(TASK PROMPT) Wherever a line below holds the word "PartialEq", copy that line.

[[ MATERIAL FOR THIS TASK, beginning ]]

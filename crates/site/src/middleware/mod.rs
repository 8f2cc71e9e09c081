//! HTTP middleware stack for the site.
//!
//! # Middleware Order (bottom to top in Router)
//!
//! 1. Sentry layer (capture errors)
//! 2. `TraceLayer` (request tracing)
//! 3. Request ID (add unique ID to each request)
//! 4. Session layer (tower-sessions)
//! 5. Security headers (CSP, frame and referrer policy)

pub mod auth;
pub mod request_id;
pub mod security_headers;
pub mod session;

pub use auth::{
    GateRejection, OptionalUser, RequireAdmin, RequireUser, clear_session, set_access_token,
};
pub use request_id::request_id_middleware;
pub use security_headers::security_headers_middleware;
pub use session::create_session_layer;
//! User roles as reported by the authentication service.

use serde::{Deserialize, Serialize};

/// The metadata role value that grants admin access.
pub const ADMIN_ROLE: &str = "admin";

/// A signed-in user's role.
///
/// The auth service stores the role as free text in user metadata. Anything
/// other than exactly `"admin"` (including a missing role) is a member.
#[derive(Debug, Clone, Copy, PartialEq, Eq, Hash, Serialize, Deserialize, Default)]
#[serde(rename_all = "snake_case")]
pub enum UserRole {
    /// Can add and delete dogs.
    Admin,
    /// Read-only access.
    #[default]
    Member,
}

impl UserRole {
    /// Map a metadata role value to a role.
    #[must_use]
    pub fn from_metadata(role: Option<&str>) -> Self {
        match role {
            Some(ADMIN_ROLE) => Self::Admin,
            _ => Self::Member,
        }
    }

    /// Whether this role may manage dog records.
    #[must_use]
    pub const fn is_admin(self) -> bool {
        matches!(self, Self::Admin)
    }
}
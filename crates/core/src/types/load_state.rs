//! Loading / error / content state for data-driven views.

/// The three mutually exclusive states of a data-driven view.
///
/// Every view that waits on an external call renders exactly one of these:
/// a spinner while pending, an error panel with a message on failure, or the
/// content on success.
#[derive(Debug, Clone, PartialEq, Eq, Default)]
pub enum LoadState<T> {
    /// The external call has not resolved yet.
    #[default]
    Loading,
    /// The external call failed; the message is shown to the user.
    Error(String),
    /// The external call succeeded.
    Ready(T),
}

impl<T> LoadState<T> {
    /// Build a terminal state from a result, rendering the error with `Display`.
    pub fn from_result<E: std::fmt::Display>(result: Result<T, E>) -> Self {
        match result {
            Ok(value) => Self::Ready(value),
            Err(e) => Self::Error(e.to_string()),
        }
    }

    /// Map the ready value, leaving loading and error states untouched.
    pub fn map<U>(self, f: impl FnOnce(T) -> U) -> LoadState<U> {
        match self {
            Self::Loading => LoadState::Loading,
            Self::Error(message) => LoadState::Error(message),
            Self::Ready(value) => LoadState::Ready(f(value)),
        }
    }
}

#[cfg(test)]
mod tests {
    use super::*;

    #[test]
    fn test_default_is_loading() {
        assert_eq!(LoadState::<u8>::default(), LoadState::Loading);
    }

    #[test]
    fn test_from_result() {
        let ok: LoadState<u8> = LoadState::from_result(Ok::<u8, String>(3));
        assert_eq!(ok, LoadState::Ready(3));

        let err: LoadState<u8> = LoadState::from_result(Err::<u8, _>("boom"));
        assert_eq!(err, LoadState::Error("boom".to_string()));
    }

    #[test]
    fn test_map_only_touches_ready() {
        assert_eq!(LoadState::Ready(2).map(|n| n * 2), LoadState::Ready(4));
        assert_eq!(
            LoadState::<u8>::Error("x".into()).map(|n| n * 2),
            LoadState::Error("x".into())
        );
        assert_eq!(LoadState::<u8>::Loading.map(|n| n * 2), LoadState::Loading);
    }
}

[[ MATERIAL FOR THIS TASK, end ]]

(RESULT BELOW)
#[derive(Debug, Clone, Copy, PartialEq, Eq, Hash, Serialize, Deserialize, Default)]
#[derive(Debug, Clone, PartialEq, Eq, Default)]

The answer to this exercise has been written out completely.